Quelques secondes plus tard, son père adoptif ouvrit. « Chuck ? » dit-il. « C’est bien toi ? »

« Papa », répondit-il en le serrant dans ses bras. « Que s’est-il passé ici ? Est-ce que ça va ? Où sont maman et Ivan ? » demanda-t-il, envahi de questions.

« Entre, fiston. Je n’arrive pas à croire que tu sois revenu. Cela fait quoi ? Dix ans ? » dit son père en le faisant entrer. « Chérie, c’est Chuck ! Chuck est rentré ! »

Lorsque sa mère sortit de la cuisine, le cœur de Chuck se serra. Elle n’était plus la femme en bonne santé qu’il avait connue. Elle semblait faible, comme si elle n’avait pas mangé depuis des jours. « Maman ! » cria-t-il. « Qu’est-ce qui s’est passé ? »

« Ivan nous a dit qu’il lançait une entreprise, il y a environ cinq ans. Nous étions si heureux, car même s’il n’était pas allé à l’université, on croyait qu’il avait trouvé sa voie. Mais en réalité, il voulait juste de l’argent pour faire ce qu’il voulait », expliqua son père.

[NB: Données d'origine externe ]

use serde::{Deserialize, Serialize};

/// Distance and duration thresholds for tap/swipe disambiguation.
#[derive(Debug, Clone, Copy, Serialize, Deserialize)]
pub struct GestureThresholds {
    /// Maximum press duration for a tap, in milliseconds.
    pub tap_max_duration_ms: i64,
    /// Maximum total movement for a tap, in pixels.
    pub tap_max_movement_px: f64,
    /// Minimum horizontal travel for a swipe, in pixels.
    pub swipe_min_distance_px: f64,
}

impl Default for GestureThresholds {
    fn default() -> Self {
        Self {
            tap_max_duration_ms: 200,
            tap_max_movement_px: 10.0,
            swipe_min_distance_px: 50.0,
        }
    }
}

/// Outcome of classifying one completed pointer gesture.
#[derive(Debug, Clone, Copy, PartialEq, Eq, Serialize, Deserialize)]
#[serde(rename_all = "camelCase")]
pub enum Classification {
    /// Short press with negligible movement; toggles expanded detail.
    Tap,
    /// Leftward disposal (pass).
    SwipeLeft,
    /// Rightward disposal (show interest).
    SwipeRight,
    /// A drag below threshold; the card snaps back, no state change.
    Ignored,
}

/// Captured state for one pointer-down-to-up interaction.
#[derive(Debug, Clone, Copy)]
pub struct GestureSample {
    pub start_x: f64,
    pub start_y: f64,
    pub start_time_ms: i64,
    pub last_x: f64,
    pub last_y: f64,
}

/// Converts a raw pointer event stream into a `Classification`.
///
/// One sample lives from `on_start` to `on_end`; a gesture that never
/// receives `on_end` (interrupted) is discarded by the next `on_start`,
/// so it can never misclassify the following gesture.
#[derive(Debug, Clone, Default)]
pub struct GestureClassifier {
    thresholds: GestureThresholds,
    sample: Option<GestureSample>,
}

impl GestureClassifier {
    pub fn new(thresholds: GestureThresholds) -> Self {
        Self { thresholds, sample: None }
    }

    /// Begin a new gesture, unconditionally discarding any prior sample.
    pub fn on_start(&mut self, x: f64, y: f64, time_ms: i64) {
        self.sample = Some(GestureSample {
            start_x: x,
            start_y: y,
            start_time_ms: time_ms,
            last_x: x,
            last_y: y,
        });
    }

    /// Track movement; returns the provisional horizontal offset used
    /// for live card-drag feedback. None if no gesture is in flight.
    pub fn on_move(&mut self, x: f64, y: f64) -> Option<f64> {
        let sample = self.sample.as_mut()?;
        sample.last_x = x;
        sample.last_y = y;
        Some(x - sample.start_x)
    }

    /// Complete the gesture and classify it.
    ///
    /// `expanded` is the presentation state of the current candidate:
    /// while expanded, swipe classification is suppressed so the card
    /// cannot be disposed of accidentally while reading detail.
    ///
    /// Returns None if no gesture was in flight. The sample is consumed
    /// either way.
    pub fn on_end(&mut self, x: f64, y: f64, time_ms: i64, expanded: bool) -> Option<Classification> {
        let sample = self.sample.take()?;

        let duration_ms = time_ms - sample.start_time_ms;
        let dx = x - sample.start_x;
        let dy = y - sample.start_y;
        let total_movement = (dx * dx + dy * dy).sqrt();

        if duration_ms < self.thresholds.tap_max_duration_ms
            && total_movement < self.thresholds.tap_max_movement_px
        {
            return Some(Classification::Tap);
        }

        if expanded {
            // Only a tap (to collapse) is honored while expanded.
            return Some(Classification::Ignored);
        }

        if -dx > self.thresholds.swipe_min_distance_px {
            Some(Classification::SwipeLeft)
        } else if dx > self.thresholds.swipe_min_distance_px {
            Some(Classification::SwipeRight)
        } else {
            Some(Classification::Ignored)
        }
    }

    /// Discard any in-flight sample (navigation away, filter reset).
    pub fn cancel(&mut self) {
        self.sample = None;
    }

    pub fn in_flight(&self) -> bool {
        self.sample.is_some()
    }
}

« Il nous a promis une part de ses bénéfices, mais cela ne s’est jamais concrétisé. À cause de lui, nous sommes criblés de dettes », ajouta sa mère en larmes. « On ne pensait plus jamais te revoir, mon chéri. Je suis si heureuse que tu sois là », dit-elle en le serrant fort.

Chuck n’arrivait pas à croire ce que ses parents avaient enduré à cause de son frère. Il les emmena dîner, puis promit de revenir le lendemain.

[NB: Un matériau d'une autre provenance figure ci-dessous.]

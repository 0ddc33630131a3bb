use crate::core::{BookingOutcome, Classification, GestureEffect, RequestOutcome, RespondOutcome, SettleOutcome};
use crate::models::domain::{AvailabilitySlot, Candidate, ConnectionStatus, SessionType};
use serde::{Deserialize, Serialize};
use uuid::Uuid;

/// Health check response
#[derive(Debug, Clone, Serialize, Deserialize)]
pub struct HealthResponse {
    pub status: String,
    pub version: String,
    pub timestamp: chrono::DateTime<chrono::Utc>,
}

/// Error response
#[derive(Debug, Clone, Serialize, Deserialize)]
pub struct ErrorResponse {
    pub error: String,
    pub message: String,
    pub status_code: u16,
}

/// Response when a browsing session is opened
#[derive(Debug, Clone, Serialize, Deserialize)]
pub struct StartBrowseResponse {
    #[serde(rename = "sessionId")]
    pub session_id: Uuid,
    pub stack: StackView,
    #[serde(rename = "activeFilterCount")]
    pub active_filter_count: usize,
}

/// The visible card stack and cursor position
#[derive(Debug, Clone, Serialize, Deserialize)]
pub struct StackView {
    pub current: Option<Candidate>,
    /// Cards rendered beneath the current one.
    pub next: Vec<Candidate>,
    pub index: usize,
    pub total: usize,
    pub exhausted: bool,
    pub expanded: bool,
}

/// Response to a completed gesture
#[derive(Debug, Clone, Serialize, Deserialize)]
pub struct GestureResponse {
    pub classification: Classification,
    pub effect: GestureEffect,
    pub stack: StackView,
}

/// Response to a settle request
#[derive(Debug, Clone, Serialize, Deserialize)]
pub struct SettleResponse {
    pub outcome: SettleOutcome,
    pub stack: StackView,
}

/// Response to a connection request
#[derive(Debug, Clone, Serialize, Deserialize)]
pub struct ConnectionResponse {
    pub outcome: RequestOutcome,
    pub status: Option<ConnectionStatus>,
    /// False when the backend delivery call failed; the local Pending
    /// state is kept and the caller is expected to surface the
    /// divergence.
    #[serde(rename = "deliveryConfirmed")]
    pub delivery_confirmed: bool,
}

/// Response to an accept/decline
#[derive(Debug, Clone, Serialize, Deserialize)]
pub struct RespondResponse {
    pub outcome: RespondOutcome,
    pub status: Option<ConnectionStatus>,
}

/// Response to a booking attempt
#[derive(Debug, Clone, Serialize, Deserialize)]
pub struct BookingResponse {
    /// None when the connection gate blocked the attempt before the
    /// allocator was consulted.
    pub outcome: Option<BookingOutcome>,
    /// Set when the attempt succeeded and was persisted.
    #[serde(rename = "confirmationId")]
    pub confirmation_id: Option<String>,
    pub slot: Option<AvailabilitySlot>,
    /// Directs the caller to the connection flow when the relationship
    /// gate blocked the booking.
    #[serde(rename = "connectionRequired")]
    pub connection_required: bool,
}

/// A mentor's slots and session types
#[derive(Debug, Clone, Serialize, Deserialize)]
pub struct SlotListResponse {
    #[serde(rename = "mentorId")]
    pub mentor_id: String,
    pub slots: Vec<AvailabilitySlot>,
    #[serde(rename = "sessionTypes")]
    pub session_types: Vec<SessionType>,
}

/// Aggregate capacity for a mentor, recomputed on demand
#[derive(Debug, Clone, Serialize, Deserialize)]
pub struct CapacityResponse {
    #[serde(rename = "mentorId")]
    pub mentor_id: String,
    #[serde(rename = "totalCapacity")]
    pub total_capacity: u32,
    #[serde(rename = "totalBooked")]
    pub total_booked: u32,
    #[serde(rename = "totalAvailable")]
    pub total_available: u32,
}

/// Response to a session-type rename
#[derive(Debug, Clone, Serialize, Deserialize)]
pub struct RenameSessionTypeResponse {
    #[serde(rename = "updatedSlots")]
    pub updated_slots: usize,
}

/// Phase-one response for a session-type delete
#[derive(Debug, Clone, Serialize, Deserialize)]
pub struct DeletePreviewResponse {
    pub name: String,
    #[serde(rename = "affectedSlots")]
    pub affected_slots: usize,
}

/// Phase-two response for a session-type delete
#[derive(Debug, Clone, Serialize, Deserialize)]
pub struct DeleteConfirmResponse {
    pub name: String,
    #[serde(rename = "removedSlots")]
    pub removed_slots: usize,
}
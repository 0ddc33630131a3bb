//! MentorLink Engine - Candidate discovery and matching engine for the
//! MentorLink mentorship platform.
//!
//! This library provides the core browsing engine used by the MentorLink
//! web product: filter-driven candidate sets, the swipe/tap-driven
//! navigation cursor, the connection state machine, and the
//! availability/booking allocator.

pub mod config;
pub mod core;
pub mod models;
pub mod routes;
pub mod services;

// Re-export commonly used types
pub use crate::core::{
    AvailabilityBook, BookingOutcome, CandidateCursor, Classification, ConnectionLedger,
    DeclinePolicy, GestureClassifier, GestureEffect, GestureThresholds, MatchingSession,
    RequestOutcome, SettleOutcome,
};
pub use models::{AvailabilitySlot, Candidate, ConnectionStatus, Facet, FilterState, Role, SessionType};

Le lendemain, il revint avec de bonnes nouvelles. « Ne vous inquiétez plus. J’ai remboursé toutes vos dettes et les frais juridiques. J’ai aussi engagé quelqu’un pour réparer la maison. Et je voudrais vous donner ceci », dit-il en tendant un livret de banque.

« Chuck ! » s’exclama sa mère, bouleversée. « Tu n’étais pas obligé de faire tout ça. C’est trop. Nous ne t’avons jamais élevé en pensant que tu nous devrais quelque chose. »

« Je n’ai jamais fait de différence entre toi et Ivan », ajouta son père. « Vous étiez tous les deux mes fils. Et pourtant, aujourd’hui, c’est toi qui nous prouve que tu nous aimes vraiment. Ivan, lui, nous a abandonnés. »

Chuck secoua la tête. « Je vous dois bien plus que de l’argent », dit-il. « Vous m’avez offert un foyer, une famille. L’argent n’est rien. La famille, c’est tout. Je vous aime et je prendrai soin de vous pour le reste de ma vie », promit-il.